Applying these principles to the facts in this appeal, we hold that the decision of the Court of Appeals in the first appeal of this case is controlling as the law of the case despite this Court's denial of review with concurrence in results only. There are no grounds which justify reconsideration of the issue. The evidence offered following the remand was substantially the same as in the initial proceeding. The prior ruling was not clearly erroneous, and there has been no change in the controlling law between the first and second appeal. The effect of the 1990 amendment on MPC's right to reimbursement from the Fund was at issue in the initial trial and appellate proceedings as is evident from the decisions of both the trial court and the Court of Appeals. Although implicitly decided, a determination of this issue was necessary and essential to the decision of the Court of Appeals which reversed the trial court's judgment. This Court's denial of review with concurrence in results only does not abrogate the law of the case effect of that decision.

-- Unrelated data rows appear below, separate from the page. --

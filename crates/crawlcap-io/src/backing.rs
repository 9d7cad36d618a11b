//! Backing file ownership.
//!
//! A recording session creates exactly one backing file. The session, every
//! [`Recording`](crate::Recording) frozen from it and every reader derived
//! from those share one [`BackingFile`] through an `Arc`; the file is
//! deleted when the last holder is dropped.

use std::fs::{self, File};
use std::io;
use std::path::{Path, PathBuf};
use std::sync::Arc;

use crawlcap_core::Result;
use crawlcap_observability::metrics;
use tracing::{debug, warn};

#[derive(Debug)]
pub struct BackingFile {
    path: PathBuf,
}

impl BackingFile {
    /// Create (or truncate) the file at `path`, returning the shared owner
    /// and a write handle.
    pub(crate) fn create(path: &Path) -> Result<(Arc<BackingFile>, File)> {
        let file = File::create(path)?;
        metrics::BACKING_FILES_LIVE.inc();
        debug!(path = ?path, "Backing file created");
        Ok((
            Arc::new(BackingFile {
                path: path.to_path_buf(),
            }),
            file,
        ))
    }

    pub fn path(&self) -> &Path {
        &self.path
    }
}

impl Drop for BackingFile {
    fn drop(&mut self) {
        metrics::BACKING_FILES_LIVE.dec();
        match fs::remove_file(&self.path) {
            Ok(()) => debug!(path = ?self.path, "Backing file deleted"),
            Err(e) if e.kind() == io::ErrorKind::NotFound => {}
            Err(e) => warn!(path = ?self.path, error = %e, "Failed to delete backing file"),
        }
    }
}

/// Where the disk tier of a recording lives.
#[derive(Debug, Clone)]
pub(crate) enum Backing {
    /// Created by a recording session; deleted with its last holder.
    Shared(Arc<BackingFile>),
    /// Supplied by the caller, who owns its lifetime.
    External(PathBuf),
}

impl Backing {
    pub(crate) fn path(&self) -> &Path {
        match self {
            Backing::Shared(file) => file.path(),
            Backing::External(path) => path,
        }
    }

    pub(crate) fn open_read(&self) -> Result<File> {
        Ok(File::open(self.path())?)
    }
}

Consequently, we affirm the decision of the Court of Appeals which upheld the Chancellor's finding that the law of the case, as established by the initial decision of the Court of Appeals, “makes it clear that the petitioner's release is to be covered regardless of the date on which the release occurred.” This cause is remanded to the Chancery Court with instructions that the matter be remanded to the Tennessee Petroleum Underground Storage Tank Board for a determination of the reasonableness and necessity of the remediation expenses claimed by Memphis Publishing Company.
1. The law is codified at Tenn.Code Ann. § 68-215-101 et seq.
ANDERSON, C.J. and BIRCH, HOLDER and BARKER, JJ., concur.